How to use Claude Code with SafeCoBrowser
SafeCoBrowser is an open-source AI co-browsing browser for macOS that lets you bring Claude Code, Codex, or any MCP agent into your logged-in browser — only when you allow it, per tab, with an instant kill switch and a full audit log.
1. Install SafeCoBrowser
Download SafeCoBrowser for macOS, unzip, and launch it. It runs as its own isolated browser — log into the sites you want to work with, just like Chrome.

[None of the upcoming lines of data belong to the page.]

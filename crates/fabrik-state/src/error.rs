//! Error types for the Fabrik resource store.

use thiserror::Error;

use crate::types::ResourceState;

/// Result type alias for resource store operations.
pub type StateResult<T> = Result<T, StateError>;

/// Errors that can occur during resource store operations.
#[derive(Debug, Error)]
pub enum StateError {
    #[error("failed to open database: {0}")]
    Open(String),

    #[error("transaction error: {0}")]
    Transaction(String),

    #[error("table error: {0}")]
    Table(String),

    #[error("read error: {0}")]
    Read(String),

    #[error("write error: {0}")]
    Write(String),

    #[error("serialization error: {0}")]
    Serialize(String),

    #[error("deserialization error: {0}")]
    Deserialize(String),

    #[error("not found: {0}")]
    NotFound(String),

    #[error("already exists: {0}")]
    AlreadyExists(String),

    /// Optimistic write against a stale `resource_version`.
    #[error("conflict on {key}: expected version {expected}, found {actual}")]
    Conflict {
        key: String,
        expected: u64,
        actual: u64,
    },

    #[error("invalid state transition on {key}: {from} -> {to}")]
    InvalidTransition {
        key: String,
        from: ResourceState,
        to: ResourceState,
    },

    #[error("invalid label selector: {0}")]
    InvalidSelector(String),

    /// The requested watch bookmark is older than the retained history.
    #[error("watch bookmark {since} expired (oldest retained revision is {oldest})")]
    Expired { since: u64, oldest: u64 },
}

impl StateError {
    pub fn is_conflict(&self) -> bool {
        matches!(self, StateError::Conflict { .. })
    }

    pub fn is_not_found(&self) -> bool {
        matches!(self, StateError::NotFound(_))
    }

    pub fn is_already_exists(&self) -> bool {
        matches!(self, StateError::AlreadyExists(_))
    }

    pub fn is_expired(&self) -> bool {
        matches!(self, StateError::Expired { .. })
    }
}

2. Connect Claude Code over MCP
SafeCoBrowser runs a local MCP server. Add it to Claude Code:
claude mcp add --transport http safecobrowser \
http://127.0.0.1:8676/mcp \
--header "Authorization: Bearer <token>"The bearer token is written to ~/.safecobrowser/endpoint.json when the app launches.
3. Grant a tab
By default Claude Code sees nothing. On the tab you want help with, pick a permission mode in the toolbar (Read, Inspect, Assist, or Developer). The agent now sees only that tab, only from that point forward.
- Off — the default; the agent sees nothing.

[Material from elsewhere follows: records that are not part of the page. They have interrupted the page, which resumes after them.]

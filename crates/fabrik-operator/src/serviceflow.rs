//! Serial service flows.
//!
//! A flow resource names a configured, ordered list of tasks. The flow
//! operator creates task `{flow_id}.0`; the flow poller creates
//! `{flow_id}.{n+1}` once task `n` succeeds. Task ids are deterministic so
//! a relay that runs twice creates nothing new.

use serde::{Deserialize, Serialize};
use serde_json::Value;
use tracing::{debug, info};

use fabrik_state::{NewResource, Resource, ResourceClient, ResourceKey, groups, kinds, labels};

use crate::config::ServiceFlowDefinition;
use crate::error::{OperatorError, OperatorResult};
use crate::task::TaskDetails;

/// Options of a `serviceflow/serialserviceflow` resource.
#[derive(Debug, Clone, Default, PartialEq, Serialize, Deserialize)]
pub struct ServiceFlowOptions {
    pub serviceflow_name: String,
    pub instance_id: String,
    #[serde(default)]
    pub operation_params: Value,
    #[serde(default)]
    pub user: Value,
}

impl ServiceFlowOptions {
    pub fn from_resource(resource: &Resource) -> OperatorResult<Self> {
        resource
            .options_as()
            .map_err(|e| OperatorError::InvalidOptions {
                key: resource.key.to_string(),
                message: e.to_string(),
            })
    }
}

pub fn task_id(flow_id: &str, order: u32) -> String {
    format!("{flow_id}.{order}")
}

pub fn task_key(flow_id: &str, order: u32) -> ResourceKey {
    ResourceKey::new(groups::SERVICE_FLOW, kinds::TASK, task_id(flow_id, order))
}

/// Create the task resource for step `order` of a flow. Existing tasks are
/// left as they are.
pub async fn create_flow_task(
    client: &dyn ResourceClient,
    flow_id: &str,
    flow: &ServiceFlowDefinition,
    options: &ServiceFlowOptions,
    order: u32,
) -> OperatorResult<ResourceKey> {
    let step = flow.tasks.get(order as usize).ok_or_else(|| {
        OperatorError::Config(format!(
            "service flow '{}' has no task {order}",
            options.serviceflow_name
        ))
    })?;

    let details = TaskDetails {
        task_type: step.task_type.clone(),
        task_description: step.task_description.clone(),
        instance_id: options.instance_id.clone(),
        operation_params: if step.operation_params.is_null() {
            options.operation_params.clone()
        } else {
            step.operation_params.clone()
        },
        user: options.user.clone(),
        serviceflow_id: Some(flow_id.to_string()),
        task_order: Some(order),
        ..TaskDetails::default()
    };
    let key = task_key(flow_id, order);
    let new = NewResource::new(key.clone())
        .with_label(labels::SERVICEFLOW_ID, flow_id)
        .with_label(labels::TASK_ORDER, order.to_string())
        .with_label(labels::INSTANCE_GUID, options.instance_id.as_str())
        .with_options(serde_json::to_value(&details).map_err(|e| {
            OperatorError::InvalidOptions {
                key: key.to_string(),
                message: e.to_string(),
            }
        })?);

    match client.create_resource(new).await {
        Ok(_) => info!(%flow_id, order, task_type = %step.task_type, "flow task created"),
        Err(e) if e.is_already_exists() => debug!(%flow_id, order, "flow task already exists"),
        Err(e) => return Err(e.into()),
    }
    Ok(key)
}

- Read — read the page: URL, text, links, screenshots.
- Inspect — inspect elements, read the console and network.
- Assist — click and fill, each action behind your approval.
- Developer — run JavaScript in the page, always approved.

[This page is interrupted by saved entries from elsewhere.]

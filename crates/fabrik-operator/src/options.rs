use serde::{Deserialize, Serialize};
use serde_json::Value;

use fabrik_state::Resource;

use crate::error::{OperatorError, OperatorResult};

/// Options payload shared by backup, restore, deployment and agent call
/// resources.
#[derive(Debug, Clone, Default, PartialEq, Serialize, Deserialize)]
pub struct OperationOptions {
    pub instance_guid: String,
    #[serde(default, skip_serializing_if = "Option::is_none")]
    pub plan_id: Option<String>,
    /// Backend operation; the operator kind supplies a default.
    #[serde(default, skip_serializing_if = "Option::is_none")]
    pub operation: Option<String>,
    #[serde(default)]
    pub parameters: Value,
    #[serde(default)]
    pub user: Value,
}

impl OperationOptions {
    pub fn from_resource(resource: &Resource) -> OperatorResult<Self> {
        let options: Self = resource
            .options_as()
            .map_err(|e| OperatorError::InvalidOptions {
                key: resource.key.to_string(),
                message: e.to_string(),
            })?;
        if options.instance_guid.is_empty() {
            return Err(OperatorError::InvalidOptions {
                key: resource.key.to_string(),
                message: "instance_guid is required".to_string(),
            });
        }
        Ok(options)
    }
}

#[cfg(test)]
mod tests {
    use super::*;
    use fabrik_state::{NewResource, ResourceKey, StateStore, groups, kinds};
    use serde_json::json;

    fn stored(options: Value) -> Resource {
        let store = StateStore::open_in_memory().unwrap();
        store
            .create_resource(
                NewResource::new(ResourceKey::new(groups::BACKUP, kinds::DEFAULT_BACKUP, "b"))
                    .with_options(options),
            )
            .unwrap()
    }

    #[test]
    fn parses_backup_options() {
        let resource = stored(json!({ "instance_guid": "X", "plan_id": "P" }));
        let options = OperationOptions::from_resource(&resource).unwrap();
        assert_eq!(options.instance_guid, "X");
        assert_eq!(options.plan_id.as_deref(), Some("P"));
        assert_eq!(options.operation, None);
    }

    #[test]
    fn missing_instance_is_invalid() {
        let resource = stored(json!({ "plan_id": "P" }));
        let err = OperationOptions::from_resource(&resource).unwrap_err();
        assert!(matches!(err, OperatorError::InvalidOptions { .. }));
        assert!(err.is_precondition());
    }
}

4. Work — and stay in control
Ask Claude Code to read the page, compare data, fill a form, or run a script. Each action appears as an approval card. Hit Stop AI at any time to revoke access instantly. Everything is written to the audit log.
FAQ
- Can Claude Code control SafeCoBrowser?
- Yes — once you connect it over MCP and grant a permission mode for a tab. Claude Code can read, inspect, click, fill, and (in Developer mode) run JavaScript, each behind your approval.
- Does Claude Code see my other tabs?
- No. Permission is per tab. Granting one tab never exposes the others, and never exposes what happened before you enabled it.
- How do I stop the agent?
- Press "Stop AI". It bumps a session epoch checked at execution time, so in-flight and future calls fail closed immediately.